A short time after this visit the “luck fowl” (or nsusu a zumbi) belonging to one of the head men died without any apparent reason. It had probably eaten unwisely, or had been bitten by a snake; but the owner put it to the credit of the white men who had just visited their town. Everybody remembered that, immediately after the promised visit of the white man whom they had previously driven out of the town, a pig died.

They argued thus: "A white man came to us with God’s palaver, and a pig died soon after he left; another white man came on the same errand, and before many days had passed a ‘luck fowl’ died, therefore it was most foolish to have anything to do with God’s palaver." They conveniently forgot all the pigs and “luck fowls” that had died before the white men ever came near them, and only remembered these two that had died after their visits.
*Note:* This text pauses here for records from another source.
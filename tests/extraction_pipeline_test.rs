//! Extraction building blocks: DOM summary, cleaned HTML, markdown
//! stability, and the format-key contract.

use url::Url;

use anycrawl::extract::dom;
use anycrawl::extract::html_filter::clean_html;
use anycrawl::extract::markdown::to_markdown;
use anycrawl::types::OutputFormat;

const PAGE: &str = r#"<html>
<head>
    <title>Pricing – Example</title>
    <meta name="description" content="Plans and pricing">
    <meta property="og:type" content="website">
    <meta name="keywords" content="">
</head>
<body>
    <nav><a href="/home">Home</a></nav>
    <article>
        <h1>Pricing</h1>
        <p>Start with the <a href="signup">free tier</a>.</p>
        <img src="/img/chart.png" alt="chart">
    </article>
    <script>trackPageView()</script>
</body>
</html>"#;

fn base() -> Url {
    Url::parse("https://example.com/pricing/").unwrap()
}

#[test]
fn dom_summary_collects_page_facts() {
    let summary = dom::summarize(PAGE);
    assert_eq!(summary.title, "Pricing – Example");
    assert_eq!(summary.metadata.get("description").unwrap(), "Plans and pricing");
    assert_eq!(summary.metadata.get("og:type").unwrap(), "website");
    assert!(!summary.metadata.contains_key("keywords"), "empty content is dropped");
    assert_eq!(summary.links, vec!["/home", "signup"]);
}

#[test]
fn cleaned_html_rewrites_urls_and_drops_scripts() {
    let cleaned = clean_html(PAGE, &[], &["nav".to_string()], &base()).unwrap();
    assert!(cleaned.contains(r#"href="https://example.com/pricing/signup""#));
    assert!(cleaned.contains(r#"src="https://example.com/img/chart.png""#));
    assert!(!cleaned.contains("trackPageView"));
    assert!(!cleaned.contains(">Home<"));
}

#[test]
fn markdown_of_cleaned_html_is_stable_under_recleaning() {
    let cleaned_once = clean_html(PAGE, &[], &[], &base()).unwrap();
    let cleaned_twice = clean_html(&cleaned_once, &[], &[], &base()).unwrap();

    let md_once = to_markdown(&cleaned_once).unwrap();
    let md_twice = to_markdown(&cleaned_twice).unwrap();
    assert_eq!(md_once, md_twice);
    assert!(md_once.contains("# Pricing"));
}

#[test]
fn text_rendering_skips_invisible_content() {
    let text = dom::to_text(PAGE);
    assert!(text.contains("Pricing"));
    assert!(text.contains("free tier"));
    assert!(!text.contains("trackPageView"));
}

#[test]
fn screenshot_formats_share_the_output_key() {
    assert_eq!(OutputFormat::Screenshot.key(), "screenshot");
    assert_eq!(OutputFormat::ScreenshotFullPage.key(), "screenshot");
    assert_eq!(OutputFormat::RawHtml.key(), "rawHtml");
    assert!(OutputFormat::Screenshot.needs_browser());
    assert!(!OutputFormat::Markdown.needs_browser());
}
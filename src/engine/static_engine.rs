//! Static HTML engine: plain HTTP fetch, no JS execution.
//!
//! Accepts only textual content types; everything else is reported as an
//! HTTP error so the caller records a clean failure instead of feeding
//! binary data to the extractor.

use dashmap::DashMap;
use reqwest::Client;
use std::collections::HashMap;
use std::time::Duration;
use tracing::debug;

use crate::error::EngineError;

use super::FetchSpec;
use super::context::{EngineContext, EngineOutput};
use super::launcher::DEFAULT_USER_AGENT;

/// Content types the static engine will parse.
const ALLOWED_MIME_TYPES: &[&str] = &["text/html", "application/xhtml+xml", "text/plain"];

pub struct StaticEngine {
    user_agent: String,
    ignore_ssl_errors: bool,
    keep_alive: bool,
    /// One client per proxy URL (empty key = direct).
    clients: DashMap<String, Client>,
}

impl StaticEngine {
    #[must_use]
    pub fn new(user_agent: Option<String>, ignore_ssl_errors: bool, keep_alive: bool) -> Self {
        Self {
            user_agent: user_agent.unwrap_or_else(|| DEFAULT_USER_AGENT.to_string()),
            ignore_ssl_errors,
            keep_alive,
            clients: DashMap::new(),
        }
    }

    fn client_for(&self, proxy: Option<&str>) -> Result<Client, EngineError> {
        let key = proxy.unwrap_or("").to_string();
        if let Some(client) = self.clients.get(&key) {
            return Ok(client.clone());
        }

        let mut builder = Client::builder()
            .user_agent(self.user_agent.clone())
            .redirect(reqwest::redirect::Policy::limited(10))
            .danger_accept_invalid_certs(self.ignore_ssl_errors)
            .connect_timeout(Duration::from_secs(10));

        if self.keep_alive {
            builder = builder.tcp_keepalive(Duration::from_secs(60));
        } else {
            builder = builder.pool_max_idle_per_host(0);
        }

        if let Some(proxy_url) = proxy {
            let proxy = reqwest::Proxy::all(proxy_url)
                .map_err(|e| EngineError::proxy_from_message(format!(
                    "proxy connection failed: invalid proxy {proxy_url}: {e}"
                )))?;
            builder = builder.proxy(proxy);
        }

        let client = builder
            .build()
            .map_err(|e| EngineError::Browser { message: format!("building HTTP client: {e}") })?;
        self.clients.insert(key, client.clone());
        Ok(client)
    }

    /// Fetch one URL. Non-2xx responses still return `Ok` with the body so
    /// the failure payload can carry what the origin sent.
    pub async fn fetch(&self, spec: &FetchSpec) -> Result<EngineOutput, EngineError> {
        let client = self.client_for(spec.proxy_url())?;
        let timeout = Duration::from_millis(spec.timeout_ms);

        let response = match tokio::time::timeout(timeout, client.get(spec.url.clone()).send()).await
        {
            Err(_) => {
                return Err(EngineError::NavigationTimeout {
                    url: spec.url.to_string(),
                    timeout_ms: spec.timeout_ms,
                });
            }
            Ok(Err(e)) => return Err(classify_reqwest_error(&e, spec)),
            Ok(Ok(response)) => response,
        };

        let status = response.status().as_u16();
        let status_text = response
            .status()
            .canonical_reason()
            .unwrap_or("")
            .to_string();
        let final_url = response.url().to_string();

        let mut headers = HashMap::with_capacity(response.headers().len());
        for (name, value) in response.headers() {
            if let Ok(v) = value.to_str() {
                headers.insert(name.as_str().to_string(), v.to_string());
            }
        }

        let content_type = headers.get("content-type").cloned();
        if let Some(ct) = &content_type {
            let essence = ct.split(';').next().unwrap_or("").trim().to_ascii_lowercase();
            if !essence.is_empty() && !ALLOWED_MIME_TYPES.contains(&essence.as_str()) {
                return Err(EngineError::Http {
                    status,
                    message: format!("unsupported content type for static engine: {essence}"),
                });
            }
        }

        let body = match tokio::time::timeout(timeout, response.text()).await {
            Err(_) => {
                return Err(EngineError::NavigationTimeout {
                    url: spec.url.to_string(),
                    timeout_ms: spec.timeout_ms,
                });
            }
            Ok(Err(e)) => {
                return Err(EngineError::Http {
                    status,
                    message: format!("reading response body: {e}"),
                });
            }
            Ok(Ok(body)) => body,
        };

        debug!(url = %spec.url, status, bytes = body.len(), "static fetch complete");

        Ok(EngineOutput {
            requested_url: spec.url.to_string(),
            final_url,
            status,
            status_text,
            headers,
            context: EngineContext::Static { body, content_type },
        })
    }
}

fn classify_reqwest_error(e: &reqwest::Error, spec: &FetchSpec) -> EngineError {
    if e.is_timeout() {
        return EngineError::NavigationTimeout {
            url: spec.url.to_string(),
            timeout_ms: spec.timeout_ms,
        };
    }
    if spec.proxy_url().is_some() && e.is_connect() {
        return EngineError::proxy_from_message(format!("proxy connection failed: {e}"));
    }
    // No response at all; status 0 marks "connection-level failure".
    EngineError::Http { status: 0, message: format!("{e}") }
}
//! Admission rules: scope strategies, path globs, URL normalization and
//! the parts of discovery that don't need a live frontier.

use url::Url;

use anycrawl::frontier::ScopeFilter;
use anycrawl::types::{CrawlOptions, Engine, ScopeStrategy, ScrapeOptions};
use anycrawl::utils::url::{normalize_for_dedup, registrable_domain, resolve_discovered};

fn crawl(strategy: ScopeStrategy) -> CrawlOptions {
    let mut options =
        CrawlOptions::new(ScrapeOptions::new("https://example.com/docs/", Engine::Static));
    options.strategy = strategy;
    options
}

fn url(u: &str) -> Url {
    Url::parse(u).unwrap()
}

#[test]
fn every_admitted_url_passes_scope_and_filters() {
    let mut options = crawl(ScopeStrategy::SameDomain);
    options.include_paths = vec!["/docs/*".into()];
    options.exclude_paths = vec!["/docs/archive/*".into()];
    let seed = url("https://example.com/docs/");
    let filter = ScopeFilter::new(&seed, &options).unwrap();

    let candidates = [
        ("https://example.com/docs/intro", true),
        ("https://api.example.com/docs/ref", true),
        ("https://example.com/blog/post", false),
        ("https://example.com/docs/archive/2019", false),
        ("https://unrelated.io/docs/x", false),
    ];
    for (candidate, expected) in candidates {
        assert_eq!(filter.admits(&url(candidate)), expected, "{candidate}");
    }
}

#[test]
fn query_stripping_is_optional() {
    let base = url("https://example.com/list");
    let with_query = resolve_discovered(&base, "page?sort=asc&p=2", false).unwrap();
    assert_eq!(with_query.as_str(), "https://example.com/page?sort=asc&p=2");

    let stripped = resolve_discovered(&base, "page?sort=asc&p=2", true).unwrap();
    assert_eq!(stripped.as_str(), "https://example.com/page");
}

#[test]
fn dedup_normalization_is_stable() {
    let a = normalize_for_dedup(&url("https://example.com/"));
    let b = normalize_for_dedup(&url("https://example.com"));
    assert_eq!(a, b);

    let c = normalize_for_dedup(&url("https://example.com/a"));
    assert_eq!(c, "https://example.com/a");
}

#[test]
fn registrable_domain_drives_same_domain_scope() {
    assert_eq!(registrable_domain("deep.sub.example.co.uk"), "example.co.uk");

    let options = crawl(ScopeStrategy::SameDomain);
    let seed = url("https://www.example.co.uk/");
    let filter = ScopeFilter::new(&seed, &options).unwrap();
    assert!(filter.admits(&url("https://shop.example.co.uk/items")));
    assert!(!filter.admits(&url("https://example.org.uk/items")));
}

#[test]
fn depth_bounds_are_clamped_at_request_validation() {
    let mut options = crawl(ScopeStrategy::All);
    options.max_depth = 500;
    options.max_discovery_depth = 500;
    options.limit = 1_000_000;
    options.clamp();
    assert_eq!(options.max_depth, 50);
    assert_eq!(options.max_discovery_depth, 100);
    assert_eq!(options.limit, 50_000);
}
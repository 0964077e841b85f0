//! Service daemon: initializes the process context, runs the worker fleet
//! for every (kind × engine) queue, and shuts down gracefully on SIGINT.

use anyhow::Result;
use std::time::Duration;
use tokio::sync::watch;
use tracing::{error, info, warn};
use tracing_subscriber::EnvFilter;

use anycrawl::config::Settings;
use anycrawl::error::is_suppressible_network_fault;
use anycrawl::service::AppContext;

/// Expired-job sweep cadence.
const EVICTION_INTERVAL: Duration = Duration::from_secs(600);

#[tokio::main]
async fn main() -> Result<()> {
    tracing_subscriber::fmt()
        .with_env_filter(
            EnvFilter::try_from_default_env().unwrap_or_else(|_| EnvFilter::new("info")),
        )
        .init();

    let settings = Settings::from_env()?;
    info!(
        port = settings.api_port,
        redis = %settings.redis_url,
        min_concurrency = settings.min_concurrency,
        max_concurrency = settings.max_concurrency,
        "starting anycrawl"
    );

    let ctx = AppContext::initialize(settings).await?;
    let (shutdown_tx, shutdown_rx) = watch::channel(false);
    let workers = ctx.spawn_workers(&shutdown_rx);
    info!(workers = workers.len(), "worker fleet running");

    // TTL sweep for expired jobs and artifact tokens.
    let sweep_ctx = std::sync::Arc::clone(&ctx);
    let mut sweep_shutdown = shutdown_rx.clone();
    let sweeper = tokio::spawn(async move {
        let mut tick = tokio::time::interval(EVICTION_INTERVAL);
        loop {
            tokio::select! {
                _ = tick.tick() => {
                    match sweep_ctx.broker.evict_expired().await {
                        Ok(0) => {}
                        Ok(n) => info!(evicted = n, "expired jobs removed"),
                        Err(e) => {
                            let message = format!("{e:#}");
                            if is_suppressible_network_fault(&message) {
                                warn!("eviction sweep hit transient fault: {message}");
                            } else {
                                error!("eviction sweep failed: {message}");
                            }
                        }
                    }
                }
                _ = sweep_shutdown.changed() => break,
            }
        }
    });

    tokio::signal::ctrl_c().await?;
    ctx.shutdown(&shutdown_tx, workers).await;
    sweeper.abort();

    Ok(())
}
//! Minimal glob matching (`*` and `?`) compiled to anchored regexes.
//!
//! Used by proxy routing rules and crawl include/exclude path filters.
//! Matching is case-insensitive and every regex metacharacter in the
//! pattern is escaped before the wildcards are translated.

use regex::Regex;

/// Compile one glob pattern into an anchored, case-insensitive regex.
pub fn compile(pattern: &str) -> Result<Regex, regex::Error> {
    let mut re = String::with_capacity(pattern.len() + 8);
    re.push_str("(?i)^");
    for ch in pattern.chars() {
        match ch {
            '*' => re.push_str(".*"),
            '?' => re.push('.'),
            other => re.push_str(&regex::escape(&other.to_string())),
        }
    }
    re.push('$');
    Regex::new(&re)
}

/// A set of compiled glob patterns; empty sets match nothing.
#[derive(Debug, Clone, Default)]
pub struct GlobSet {
    patterns: Vec<Regex>,
}

impl GlobSet {
    pub fn compile(patterns: &[String]) -> Result<Self, regex::Error> {
        let patterns = patterns
            .iter()
            .map(|p| compile(p))
            .collect::<Result<Vec<_>, _>>()?;
        Ok(Self { patterns })
    }

    #[must_use]
    pub fn is_empty(&self) -> bool {
        self.patterns.is_empty()
    }

    #[must_use]
    pub fn matches(&self, candidate: &str) -> bool {
        self.patterns.iter().any(|p| p.is_match(candidate))
    }
}

#[cfg(test)]
mod tests {
    use super::*;

    #[test]
    fn wildcards_translate() {
        let re = compile("*.example.com").unwrap();
        assert!(re.is_match("shop.example.com"));
        assert!(re.is_match("SHOP.EXAMPLE.COM"));
        assert!(!re.is_match("example.org"));

        let re = compile("a?c").unwrap();
        assert!(re.is_match("abc"));
        assert!(!re.is_match("abbc"));
    }

    #[test]
    fn metacharacters_are_literal() {
        let re = compile("https://example.com/path+x").unwrap();
        assert!(re.is_match("https://example.com/path+x"));
        assert!(!re.is_match("https://exampleXcom/path+x"));
    }

    #[test]
    fn empty_set_matches_nothing() {
        let set = GlobSet::default();
        assert!(!set.matches("anything"));
    }

    #[test]
    fn set_matches_any_pattern() {
        let set = GlobSet::compile(&["/blog/*".into(), "/docs/*".into()]).unwrap();
        assert!(set.matches("/blog/post-1"));
        assert!(set.matches("/docs/intro"));
        assert!(!set.matches("/pricing"));
    }
}
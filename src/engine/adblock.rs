//! Ad and tracker blocking for the browser engines.
//!
//! Applies `Network.setBlockedURLs` with wildcard patterns built from a
//! built-in domain blocklist; requests whose URL contains any of these
//! domains are aborted by the browser before they hit the network.

use anyhow::{Context, Result};
use chromiumoxide::Page;
use chromiumoxide::cdp::browser_protocol::network::{EnableParams, SetBlockedUrLsParams};

/// Domains whose requests are aborted on browser engines.
pub const BLOCKED_DOMAINS: &[&str] = &[
    "doubleclick.net",
    "googlesyndication.com",
    "googleadservices.com",
    "google-analytics.com",
    "googletagmanager.com",
    "googletagservices.com",
    "adservice.google.com",
    "amazon-adsystem.com",
    "facebook.net",
    "connect.facebook.net",
    "scorecardresearch.com",
    "quantserve.com",
    "outbrain.com",
    "taboola.com",
    "criteo.com",
    "adnxs.com",
    "rubiconproject.com",
    "pubmatic.com",
    "moatads.com",
    "hotjar.com",
    "mixpanel.com",
    "segment.io",
];

/// Install the blocklist on a page. Must run before navigation.
pub async fn apply(page: &Page) -> Result<()> {
    page.execute(EnableParams::default())
        .await
        .context("enabling network domain")?;

    let patterns: Vec<String> = BLOCKED_DOMAINS.iter().map(|d| format!("*{d}*")).collect();
    page.execute(SetBlockedUrLsParams::new(patterns))
        .await
        .context("setting blocked URL patterns")?;

    Ok(())
}

/// Whether a URL would be blocked (used by the static engine's discovery
/// filter and in tests; the browser enforces the list natively).
#[must_use]
pub fn is_blocked(url: &str) -> bool {
    BLOCKED_DOMAINS.iter().any(|d| url.contains(d))
}

#[cfg(test)]
mod tests {
    use super::*;

    #[test]
    fn blocklist_matches_substrings() {
        assert!(is_blocked("https://stats.google-analytics.com/collect"));
        assert!(is_blocked("https://cdn.taboola.com/libtrc/x/loader.js"));
        assert!(!is_blocked("https://example.com/analytics-dashboard"));
    }
}
//! Normalization of the JSON-Schema subset used to constrain model output.
//!
//! The subset: `type` in {object, array, string, number, boolean, null},
//! optional `properties`, `required`, `items` (schema or list of schemas),
//! `description`. Normalization is pure and idempotent.

use serde_json::{Map, Value, json};

/// Traversal depth guard against maliciously nested schemas.
pub const MAX_SCHEMA_DEPTH: usize = 32;

/// A schema prepared for the model plus the instruction needed to undo the
/// array wrapping after extraction.
#[derive(Debug, Clone, PartialEq)]
pub struct NormalizedSchema {
    pub schema: Value,
    /// Set when a top-level array schema was wrapped as
    /// `{items: [...]}` and the result must be unwrapped.
    pub unwrap_items: bool,
}

/// Normalize a user schema:
/// - top-level arrays are wrapped into an object with a single required
///   `items` property (unwrapped after extraction),
/// - bare property maps (no `type`) are promoted to object schemas with all
///   keys required,
/// - `default` values are stripped recursively,
/// - `additionalProperties: false` is pinned on promoted/wrapped objects.
#[must_use]
pub fn normalize(schema: &Value) -> NormalizedSchema {
    let cleaned = strip_defaults(schema, 0);

    let schema_type = cleaned.get("type").and_then(Value::as_str);

    match schema_type {
        Some("array") => NormalizedSchema {
            schema: json!({
                "type": "object",
                "properties": { "items": cleaned },
                "required": ["items"],
                "additionalProperties": false,
            }),
            unwrap_items: true,
        },
        Some(_) => NormalizedSchema { schema: cleaned, unwrap_items: false },
        None => {
            // No `type`. Either an object schema missing its tag, or a bare
            // property map where every value is itself a schema.
            let obj = match cleaned.as_object() {
                Some(obj) => obj,
                None => return NormalizedSchema { schema: cleaned, unwrap_items: false },
            };

            if obj.contains_key("properties") {
                let mut promoted = obj.clone();
                promoted.insert("type".into(), json!("object"));
                promoted
                    .entry("additionalProperties")
                    .or_insert(json!(false));
                return NormalizedSchema { schema: Value::Object(promoted), unwrap_items: false };
            }

            let required: Vec<Value> =
                obj.keys().map(|k| Value::String(k.clone())).collect();
            NormalizedSchema {
                schema: json!({
                    "type": "object",
                    "properties": cleaned,
                    "required": required,
                    "additionalProperties": false,
                }),
                unwrap_items: false,
            }
        }
    }
}

/// Undo the top-level array wrapping applied by [`normalize`].
#[must_use]
pub fn unwrap_items(data: Value) -> Value {
    match data {
        Value::Object(mut obj) => obj.remove("items").unwrap_or(Value::Array(Vec::new())),
        other => other,
    }
}

fn strip_defaults(value: &Value, depth: usize) -> Value {
    if depth >= MAX_SCHEMA_DEPTH {
        return value.clone();
    }

    match value {
        Value::Object(obj) => {
            let mut out = Map::with_capacity(obj.len());
            for (key, val) in obj {
                if key == "default" {
                    continue;
                }
                out.insert(key.clone(), strip_defaults(val, depth + 1));
            }
            Value::Object(out)
        }
        Value::Array(items) => {
            Value::Array(items.iter().map(|v| strip_defaults(v, depth + 1)).collect())
        }
        other => other.clone(),
    }
}

/// Drop object keys outside `schema.properties`, recursively, so the agent
/// honors `additionalProperties: false` even when the model does not.
#[must_use]
pub fn prune_to_schema(data: Value, schema: &Value, depth: usize) -> Value {
    if depth >= MAX_SCHEMA_DEPTH {
        return data;
    }

    match (data, schema.get("type").and_then(Value::as_str)) {
        (Value::Object(obj), Some("object")) => {
            let props = schema.get("properties").and_then(Value::as_object);
            let mut out = Map::new();
            for (key, val) in obj {
                if let Some(props) = props {
                    if let Some(field_schema) = props.get(&key) {
                        out.insert(key, prune_to_schema(val, field_schema, depth + 1));
                    }
                } else {
                    out.insert(key, val);
                }
            }
            Value::Object(out)
        }
        (Value::Array(items), Some("array")) => {
            let item_schema = schema.get("items");
            Value::Array(
                items
                    .into_iter()
                    .map(|item| match item_schema {
                        Some(Value::Object(_)) => {
                            prune_to_schema(item, item_schema.unwrap_or(&Value::Null), depth + 1)
                        }
                        _ => item,
                    })
                    .collect(),
            )
        }
        (data, _) => data,
    }
}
There was a great to-do in the town over the unfortunate death of this “luck fowl.” The owner raved against the school that had been opened by Bakula, against the visits of the white men, and against the introduction of new ideas of any kind. The more superstitious folk in the place combined to close the school and pull down the school-house. Many were indifferent to the whole matter, and a few were for letting the boys alone. There was much discussion; but the party for the “medicine men,” the fetishes, the charms, and for maintaining the status quo being the larger, the noisier, and more dominant faction, gained their point, and, while demolishing the school, destroyed as many books and slates as fell into their possession.

Poor Bakula was nonplussed by this calamity, and the other boys for a time were disheartened; but there is a great amount of grit and determination in the Congo character, and before long the lads were meeting in Bakula’s house for their lessons and for such teaching as their young tutor could give them.

Satu, the chief, tried to stem the current of popular feeling and turn it away from Bakula, but he failed even to save the school-house. Native chiefs have power only to make the people do what they want to do; and they generally have to bow their heads before the whirlwinds of popular sentiment and feeling. This was Satu’s case. Neither his heart nor his intellect had been awakened by the new teaching, consequently he was not yet prepared to suffer either abuse or unpopularity for the sake of God’s palaver and all that it meant.

The natives have a way of their own in punishing an unpopular chief, as the following incident will show, which I heard a man relate one day to Bakula with much laughter: There was a chief of a neighbouring village who treated his people very contemptuously, and was always, on one pretext or another, exacting fowls, cloth or other goods from them. They bore patiently with him as long as possible, but at last his unreasonable demands became too excessive; so one day they bound him securely, placed him on a shelf in his own house, made a fire under him, and having sprinkled a quantity of red pepper on the fire, went out and shut the door.

The chief sneezed tremendously, and would have died if sufficient pepper had been put on the fire. After a time they took him out of the smoke and tied his extended arms to a cross-stick, and would have punished him further; but he paid a heavy fine, and has been much better since the sneezing cure was tried on him.